3/4 Ton SMP Dodge Trucks

A 1967 dated image showing an M37 CDN truck in standard configuration. The markings on the door were part of a trial for the new Tri-Service emblems adopted as a result of the unification of the Canadian Forces in 1968. The CFR number is representative and is not the actual number assigned to this vehicle. (DND Image)

After the end of the Second World War, orders for military vehicles ceased. The Canadian Automotive industry quickly reverted to civilian car design and production, with little thought to peacetime military needs. By 1950 however, the Cold War was in full swing, The Korean War had started, and the Canadian Government was fearing an imminent need for new military trucks, while already aware of the problems that arose in re-tooling civilian automotive industry a decade before.

During the war, Canada had produced the CMP (Canadian Military Pattern) truck for its armed forces.  Although still held in large numbers into the 1950’s, it was to a British design specification with right hand drive and other numerous outdated features. At the end of the War, it was determined that Canada would standardise its military vehicles on US designs. The latest standard was the “M-Series”, commonly referred to as the SMP (Standard Military Pattern) family of trucks in Canada. 
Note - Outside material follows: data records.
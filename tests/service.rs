use std::sync::Arc;
use std::thread;
use std::time::Duration;

use autocomplete::{AutocompleteError, AutocompleteService, Config, TrieAutocompleteService};

fn words(results: &[autocomplete::Suggestion]) -> Vec<&str> {
    results.iter().map(|s| s.word.as_str()).collect()
}

fn default_service() -> TrieAutocompleteService {
    TrieAutocompleteService::with_vocabulary(
        Config::default(),
        [("elastic", 1.0), ("elephant", 0.3)],
    )
    .unwrap()
}

#[test]
fn test_default_scenario() {
    let svc = default_service();
    let el = svc.search("el", 5).unwrap();
    assert_eq!(words(&el), vec!["elastic", "elephant"]);
    assert!(svc.search("xyz", 5).unwrap().is_empty());
    assert!(svc.search("", 5).unwrap().is_empty());
}

#[test]
fn test_invalid_config_is_construction_error() {
    let mut config = Config::default();
    config.cache.capacity = 0;
    let err = TrieAutocompleteService::new(config).err().unwrap();
    assert!(matches!(err, AutocompleteError::InvalidConfig(_)));
    assert!(err.to_string().contains("cache.capacity"));
}

#[test]
fn test_add_word_then_search() {
    let svc = TrieAutocompleteService::new(Config::default()).unwrap();
    assert!(svc.is_empty().unwrap());
    svc.add_word("Elastic", 1.0).unwrap();
    let r = svc.search("ELA", 5).unwrap();
    assert_eq!(words(&r), vec!["elastic"]);
    assert_eq!(svc.len().unwrap(), 1);
}

#[test]
fn test_record_selection_unknown_word_is_ok() {
    let svc = default_service();
    svc.record_selection("zebra").unwrap();
    svc.record_selection("ela").unwrap();
    let s = svc.lookup("elastic").unwrap().unwrap();
    assert_eq!(s.frequency, 0);
}

#[test]
fn test_record_selection_reorders() {
    let svc = default_service();
    svc.record_selection("elephant").unwrap();
    let r = svc.search("el", 5).unwrap();
    assert_eq!(words(&r), vec!["elephant", "elastic"]);
    assert_eq!(r[0].frequency, 1);
    assert!(r[0].last_used > 0);
}

#[test]
fn test_search_default_uses_max_results() {
    let mut config = Config::default();
    config.search.max_results = 1;
    let svc =
        TrieAutocompleteService::with_vocabulary(config, [("ab", 1.0), ("ac", 2.0)]).unwrap();
    let r = svc.search_default("a").unwrap();
    assert_eq!(words(&r), vec!["ac"]);
}

#[test]
fn test_cleanup_keeps_unused_words() {
    let svc = default_service();
    svc.cleanup(Duration::from_secs(1)).unwrap();
    assert_eq!(svc.cleanup_default().unwrap(), 0);
    assert_eq!(svc.len().unwrap(), 2);
}

#[test]
fn test_cleanup_prunes_stale_selection() {
    let svc = default_service();
    svc.record_selection("elastic").unwrap();
    // zero age: anything used at least one second ago is stale
    thread::sleep(Duration::from_millis(1100));
    assert!(svc.prune(Duration::ZERO).unwrap() > 0);
    let r = svc.search("el", 5).unwrap();
    assert_eq!(words(&r), vec!["elephant"]);
}

#[test]
fn test_usable_as_trait_object_across_threads() {
    let svc: Arc<dyn AutocompleteService> = Arc::new(default_service());
    let handles: Vec<_> = (0..4)
        .map(|i| {
            let svc = Arc::clone(&svc);
            thread::spawn(move || {
                for j in 0..50 {
                    svc.add_word(&format!("el{i}x{j}"), 0.01).unwrap();
                    let r = svc.search("el", 3).unwrap();
                    assert!(r.len() <= 3);
                    svc.record_selection("elastic").unwrap();
                }
            })
        })
        .collect();
    for h in handles {
        h.join().unwrap();
    }

    let r = svc.search("elastic", 1).unwrap();
    assert_eq!(r[0].frequency, 200);
    let all = svc.search("el", 1000).unwrap();
    assert_eq!(all.len(), 2 + 4 * 50);
}

#[test]
fn test_engine_version() {
    assert!(!autocomplete::engine_version().is_empty());
}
The M37 ¾ ton 4×4 truck was selected by the Canadian Army and Royal Canadian Air Force as the replacement for the 15cwt CMP and Dodge APT trucks in service at the time.  The vehicle was a standard cab and box arrangement that could also be produced with a van body if desired.

After much negotiation, an agreement with the United States was made where the trucks would be assembled in Canada by Canadian Industry using a mixture of US and Canadian supplied parts. The design was also adopted by the Royal Canadian Air Force at the same time to replace its outdated Dodge APT ¾ ton trucks. In March 1951, Chrysler Corporation of Canada received a pilot model M37 from the United States to use as a reference sample. By October of that year, the First “M37 CDN” as they were now known, rolled off the production line in Windsor, Ontario.

The Canadian trucks were similar to the US made versions except for the larger, Canadian produced 251 cubic inch engine and improved transmission. Other differences included the standardized fitting of a metal “Arctic Cab” instead of the canvas top seen on US examples. As with the US versions, Canadian trucks were made with and without, front mounted PTO driven winches. There was also a M42 CDN Command version planned, which was essentially an office kit installed in the rear bed of an M37, but this project was cancelled in favour of the enclosed M152 platform.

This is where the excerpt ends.